Thickening....

I’m 25 and I started having breast pain about mid February. I’ve recently started a new exercise routine so I thought I’d initially strained myself and I’ve not long had the Mirena coil fitted too and thought it may be connected to that.

I’ve been to the Doctors this morning however, as the pain hasn’t gone away. The Doctor examined both my breasts and has said I have a thickening on the left side. She has referred me to a clinic for further tests. I have to wait 4-6 weeks to get an appointment. There’s breast cancer in my family, both my great aunts have had the disease. Sadly, my one Aunt died from Breast cancer.

I’m training to be a Nurse, so I am well aware that it could be so many things other than the dreaded “C” word but I can’t help but think about worse case scenario’s. I’ve been with my partner for seven years and we’re getting married in October, which we are both so excited for! I’ve told my partner this morning what the Doctor said and although he’s told me not to worry, knowing him as I do, he will be extremely worried himself!! He’s offered to pay for me to go private just so we can get the tests done quicker, but I feel so guilty for bringing my problems onto him as we seem to have just got on the right track with life as daft as it sounds.

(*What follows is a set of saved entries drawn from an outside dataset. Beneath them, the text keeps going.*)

//! Sensitive data categories and the tags they carry inside tokens.

use serde::{Deserialize, Serialize};
use std::fmt;
use std::str::FromStr;

/// Kind of sensitive value a rule detects. Closed set.
#[derive(Debug, Clone, Copy, PartialEq, Eq, Hash, Serialize, Deserialize)]
#[serde(rename_all = "kebab-case")]
pub enum Category {
    NationalId,
    TaxId,
    Person,
    Organization,
    Address,
    Email,
    Phone,
}

impl Category {
    pub const ALL: [Category; 7] = [
        Category::NationalId,
        Category::TaxId,
        Category::Person,
        Category::Organization,
        Category::Address,
        Category::Email,
        Category::Phone,
    ];

    /// Tag embedded in tokens, e.g. `DNI` in `{{DNI_0}}`.
    pub fn tag(self) -> &'static str {
        match self {
            Category::NationalId => "DNI",
            Category::TaxId => "RUC",
            Category::Person => "PER",
            Category::Organization => "EMP",
            Category::Address => "LOC",
            Category::Email => "MAIL",
            Category::Phone => "TELF",
        }
    }

    pub fn name(self) -> &'static str {
        match self {
            Category::NationalId => "national-id",
            Category::TaxId => "tax-id",
            Category::Person => "person",
            Category::Organization => "organization",
            Category::Address => "address",
            Category::Email => "email",
            Category::Phone => "phone",
        }
    }

    pub(crate) fn index(self) -> usize {
        match self {
            Category::NationalId => 0,
            Category::TaxId => 1,
            Category::Person => 2,
            Category::Organization => 3,
            Category::Address => 4,
            Category::Email => 5,
            Category::Phone => 6,
        }
    }
}

impl fmt::Display for Category {
    fn fmt(&self, f: &mut fmt::Formatter<'_>) -> fmt::Result {
        f.write_str(self.tag())
    }
}

#[derive(Debug, thiserror::Error)]
#[error("Unknown sensitive category '{0}' (expected one of DNI, RUC, PER, EMP, LOC, MAIL, TELF)")]
pub struct UnknownCategory(pub String);

impl FromStr for Category {
    type Err = UnknownCategory;

    /// Accepts either the token tag (`DNI`) or the kebab-case name
    /// (`national-id`), case-insensitively.
    fn from_str(s: &str) -> Result<Self, Self::Err> {
        let trimmed = s.trim();
        Category::ALL
            .into_iter()
            .find(|c| c.tag().eq_ignore_ascii_case(trimmed) || c.name().eq_ignore_ascii_case(trimmed))
            .ok_or_else(|| UnknownCategory(trimmed.to_string()))
    }
}
//! Safety layer: reversible masking of sensitive data.
//!
//! Outgoing text passes through the tokenizer before it reaches the
//! backend. Replies pass through the vault before they reach the user.

pub mod category;
pub mod fingerprint;
pub mod rules;
pub mod tokenize;
pub mod vault;

pub use category::Category;
pub use fingerprint::FingerprintKey;
pub use rules::{Rule, RuleSet};
pub use tokenize::{Detection, Protected, Tokenizer};
pub use vault::{Restored, RestoredSpan, Vault};
//! Runtime configuration.
//!
//! Values come from CLI flags, falling back to `CHAT_SHIELD_*` environment
//! variables (a `.env` file is loaded first), falling back to the defaults
//! below.

use crate::safety::Category;
use reqwest::Url;
use std::path::PathBuf;
use std::time::Duration;

pub const DEFAULT_BACKEND_URL: &str = "http://localhost:5000/chat";
pub const DEFAULT_TIMEOUT_SECS: u64 = 30;

/// Where sensitive values get masked.
#[derive(Debug, Clone, Copy, PartialEq, Eq, Default, clap::ValueEnum)]
pub enum MaskingMode {
    /// Mask locally; the backend only ever sees tokens.
    #[default]
    Client,
    /// Send raw text; the backend does its own masking.
    Server,
}

#[derive(Debug, Clone, PartialEq)]
pub struct Config {
    pub backend_url: String,
    pub timeout: Duration,
    pub masking: MaskingMode,
    /// Wrap restored values in a hover annotation when rendering HTML.
    pub annotate: bool,
    /// Categories to leave unmasked.
    pub skip: Vec<Category>,
    pub audit_file: Option<PathBuf>,
    /// Put raw values (not fingerprints) in audit entries.
    pub reveal_values: bool,
}

impl Default for Config {
    fn default() -> Self {
        Self {
            backend_url: DEFAULT_BACKEND_URL.to_string(),
            timeout: Duration::from_secs(DEFAULT_TIMEOUT_SECS),
            masking: MaskingMode::Client,
            annotate: true,
            skip: Vec::new(),
            audit_file: None,
            reveal_values: false,
        }
    }
}

#[derive(Debug, thiserror::Error)]
pub enum ConfigError {
    #[error("Backend URL '{0}' is not a valid http(s) URL")]
    InvalidUrl(String),

    #[error("Request timeout must be greater than zero")]
    ZeroTimeout,
}

impl Config {
    pub fn validate(&self) -> Result<(), ConfigError> {
        match Url::parse(&self.backend_url) {
            Ok(url) if matches!(url.scheme(), "http" | "https") => {}
            _ => return Err(ConfigError::InvalidUrl(self.backend_url.clone())),
        }
        if self.timeout.is_zero() {
            return Err(ConfigError::ZeroTimeout);
        }
        Ok(())
    }
}
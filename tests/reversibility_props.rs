//! Property tests: protect then restore gives back the exact input.

use chat_shield_lib::safety::{Category, Tokenizer, Vault};
use proptest::prelude::*;
use std::collections::HashSet;

const FRAGMENTS: &[&str] = &[
    "Mi DNI es",
    "12345678",
    "20123456789",
    "987654321",
    "ana@x.com",
    "soy Juan Pérez",
    "Me llamo Rosa María Quispe",
    "vivo en Av. Los Pinos 123,",
    "calle Lima 45.",
    "empresa Andina S.A.C.",
    "razón social Textiles del Sur S.R.L. y el",
    "hola",
    "y la",
    ",",
    ".",
];

/// Messages built from sensitive-looking fragments mixed with noise.
/// Braces are excluded: token-shaped input is not reversible.
fn message() -> impl Strategy<Value = String> {
    prop::collection::vec(
        prop_oneof![
            prop::sample::select(FRAGMENTS).prop_map(str::to_string),
            "[a-zA-Z0-9ñáéÁ@.,#\\- ]{0,16}",
        ],
        0..12,
    )
    .prop_map(|parts| parts.join(" "))
}

proptest! {
    #[test]
    fn restore_inverts_protect(input in message()) {
        let mut vault = Vault::new();
        let protected = Tokenizer::default().protect(&input, &mut vault);
        let restored = vault.restore(&protected.text);

        prop_assert_eq!(&restored.text, &input);
        prop_assert!(restored.unresolved.is_empty());
        prop_assert_eq!(restored.spans.len(), protected.detections.len());
    }

    #[test]
    fn tokens_are_unique_and_numbered_in_order(input in message()) {
        let mut vault = Vault::new();
        let protected = Tokenizer::default().protect(&input, &mut vault);

        let tokens: HashSet<&str> = protected.detections.iter().map(|d| d.token.as_str()).collect();
        prop_assert_eq!(tokens.len(), protected.detections.len());
        prop_assert_eq!(vault.len(), protected.detections.len());

        for category in Category::ALL {
            let minted: Vec<&str> = protected
                .detections
                .iter()
                .filter(|d| d.category == category)
                .map(|d| d.token.as_str())
                .collect();
            for (n, token) in minted.iter().enumerate() {
                let expected = format!("{{{{{}_{}}}}}", category.tag(), n);
                prop_assert_eq!(*token, expected.as_str());
            }
        }
    }

    #[test]
    fn restore_leaves_untokenized_text_alone(input in "[a-zA-Z ,.]{0,64}") {
        let vault = Vault::new();
        prop_assert_eq!(vault.restore(&input).text, input);
    }
}
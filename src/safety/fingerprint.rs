//! Keyed fingerprints for audit entries.
//!
//! Most sensitive values have few possible inputs (an 8-digit DNI has 10^8),
//! so a plain hash is reversed by enumeration. Fingerprints are
//! HMAC-SHA256 under a random key held in memory only: stable within one
//! key, unrelated across keys.

use hmac::digest::generic_array::GenericArray;
use hmac::digest::KeyInit;
use hmac::{Hmac, Mac};
use rand::Rng;
use sha2::Sha256;
use std::fmt;

type HmacSha256 = Hmac<Sha256>;

// SHA-256 block size; HMAC uses a key of this length without rehashing.
const KEY_LEN: usize = 64;

/// Hex characters kept from the MAC.
pub const FINGERPRINT_LEN: usize = 12;

#[derive(Clone)]
pub struct FingerprintKey {
    key: [u8; KEY_LEN],
}

impl FingerprintKey {
    pub fn random() -> Self {
        let mut key = [0u8; KEY_LEN];
        rand::thread_rng().fill(&mut key[..]);
        Self { key }
    }

    pub fn fingerprint(&self, value: &str) -> String {
        let mut mac = <HmacSha256 as KeyInit>::new(GenericArray::from_slice(&self.key));
        mac.update(value.as_bytes());
        let digest = mac.finalize().into_bytes();
        hex::encode(&digest[..FINGERPRINT_LEN / 2])
    }
}

impl Default for FingerprintKey {
    fn default() -> Self {
        Self::random()
    }
}

impl fmt::Debug for FingerprintKey {
    fn fmt(&self, f: &mut fmt::Formatter<'_>) -> fmt::Result {
        f.write_str("FingerprintKey(..)")
    }
}

#[cfg(test)]
mod tests {
    use super::*;
    use sha2::Digest;

    #[test]
    fn stable_under_one_key() {
        let key = FingerprintKey::random();
        assert_eq!(key.fingerprint("12345678"), key.fingerprint("12345678"));
        assert_ne!(key.fingerprint("12345678"), key.fingerprint("12345679"));
        assert_eq!(key.fingerprint("12345678").len(), FINGERPRINT_LEN);
    }

    #[test]
    fn differs_across_keys() {
        let a = FingerprintKey::random();
        let b = FingerprintKey::random();
        assert_ne!(a.fingerprint("12345678"), b.fingerprint("12345678"));
    }

    #[test]
    fn is_not_a_plain_hash() {
        let plain = hex::encode(Sha256::digest(b"12345678"));
        let keyed = FingerprintKey::random().fingerprint("12345678");
        assert!(!plain.starts_with(&keyed));
    }

    #[test]
    fn debug_hides_key() {
        assert_eq!(format!("{:?}", FingerprintKey::random()), "FingerprintKey(..)");
    }
}
//! Token vault and restoration.
//!
//! The vault maps each token minted for one message to the value it
//! replaced. Restoration is a single left-to-right scan for token-shaped
//! substrings; each one is looked up by its full text, so `{{PER_1}}` can
//! never match inside `{{PER_10}}` and restored values are never rescanned.

use super::category::Category;
use indexmap::IndexMap;
use regex::Regex;
use serde::Serialize;
use std::fmt;
use std::sync::LazyLock;

static TOKEN_PATTERN: LazyLock<Regex> =
    LazyLock::new(|| Regex::new(r"\{\{[A-Z]+_[0-9]+\}\}").unwrap());

/// Build the token for the `ordinal`-th value of `category` in a message.
pub fn mint(category: Category, ordinal: usize) -> String {
    format!("{{{{{}_{}}}}}", category.tag(), ordinal)
}

/// True if `text` holds anything shaped like a token.
pub fn contains_token_shape(text: &str) -> bool {
    TOKEN_PATTERN.is_match(text)
}

/// Token -> original value for the message currently in flight.
///
/// Entries keep detection order. `Debug` prints tokens only.
#[derive(Clone, Default)]
pub struct Vault {
    entries: IndexMap<String, String>,
}

impl Vault {
    pub fn new() -> Self {
        Self::default()
    }

    pub fn clear(&mut self) {
        self.entries.clear();
    }

    pub(crate) fn insert(&mut self, token: String, value: String) {
        self.entries.insert(token, value);
    }

    pub fn get(&self, token: &str) -> Option<&str> {
        self.entries.get(token).map(String::as_str)
    }

    pub fn len(&self) -> usize {
        self.entries.len()
    }

    pub fn is_empty(&self) -> bool {
        self.entries.is_empty()
    }

    pub fn iter(&self) -> impl Iterator<Item = (&str, &str)> {
        self.entries.iter().map(|(t, v)| (t.as_str(), v.as_str()))
    }

    /// Replace every known token in `text` with its original value.
    ///
    /// Tokens missing from the vault are left as literal text and reported
    /// in [`Restored::unresolved`].
    pub fn restore(&self, text: &str) -> Restored {
        let mut out = String::with_capacity(text.len());
        let mut spans = Vec::new();
        let mut unresolved = Vec::new();
        let mut last = 0;

        for m in TOKEN_PATTERN.find_iter(text) {
            match self.entries.get(m.as_str()) {
                Some(value) => {
                    out.push_str(&text[last..m.start()]);
                    let start = out.len();
                    out.push_str(value);
                    spans.push(RestoredSpan {
                        start,
                        end: out.len(),
                        token: m.as_str().to_string(),
                    });
                    last = m.end();
                }
                None => unresolved.push(m.as_str().to_string()),
            }
        }
        out.push_str(&text[last..]);

        Restored {
            text: out,
            spans,
            unresolved,
        }
    }
}

impl fmt::Debug for Vault {
    fn fmt(&self, f: &mut fmt::Formatter<'_>) -> fmt::Result {
        f.debug_struct("Vault")
            .field("tokens", &self.entries.keys().collect::<Vec<_>>())
            .finish()
    }
}

/// Where a value was put back into the restored text.
#[derive(Debug, Clone, PartialEq, Eq, Serialize)]
pub struct RestoredSpan {
    /// Byte offsets into [`Restored::text`].
    pub start: usize,
    pub end: usize,
    pub token: String,
}

/// Result of [`Vault::restore`].
#[derive(Debug, Clone, PartialEq, Eq, Serialize)]
pub struct Restored {
    pub text: String,
    pub spans: Vec<RestoredSpan>,
    pub unresolved: Vec<String>,
}

impl Restored {
    /// True if at least one token was replaced.
    pub fn changed(&self) -> bool {
        !self.spans.is_empty()
    }
}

I think maybe I just have way too many emotions going round my head at the moment and yet I also feel really weirdly numb about it all too… I get the feeling that this is going to be the longest 4-6 weeks of my life!!! I hate being dramatic I’m normally so laid back, but I can’t help but worry about it all… sorry!

Hi Emmajean,
I’d have the tests over and done with if I could afford to go private.Chances are you haven’t got breastcancer,but if you’re like me that’s not going to stop you imagining the worst in the meantime! My daughter was in the same position as you and went private straight away.
Josie x

Hi Emmajean,
I’m in a similar position to you at the moment and am currently waiting for my appointment at Breast Clinic to come through. This has been going on a few weeks for me now and the waiting, together with the thoughts and feelings that I am experiencing are driving me nuts. I would say definitely go private. I would in a blink of an eye if we could afford it.
Take care,
Kaz x

So sorry to hear your at the same point too Kaz, it’s awful isn’t it not knowing. I don’t know what to do with myself! All I keep thinking is that I’m going to be bald for my Wedding… how dramatic is my inner psyche!! I was thinking of just going private to get the tests done and then swapping back onto NHS etc

I suppose in a way, we can all take heart from the fact that we are all waiting and we haven’t been sent to the emergency clinic. Although my Doctor did say that I didn’t fit the criteria. That’s a good sign right!

I hope everything is ok with your daughter now Josie?

Hi Emmajean, just wondered how you’re doing?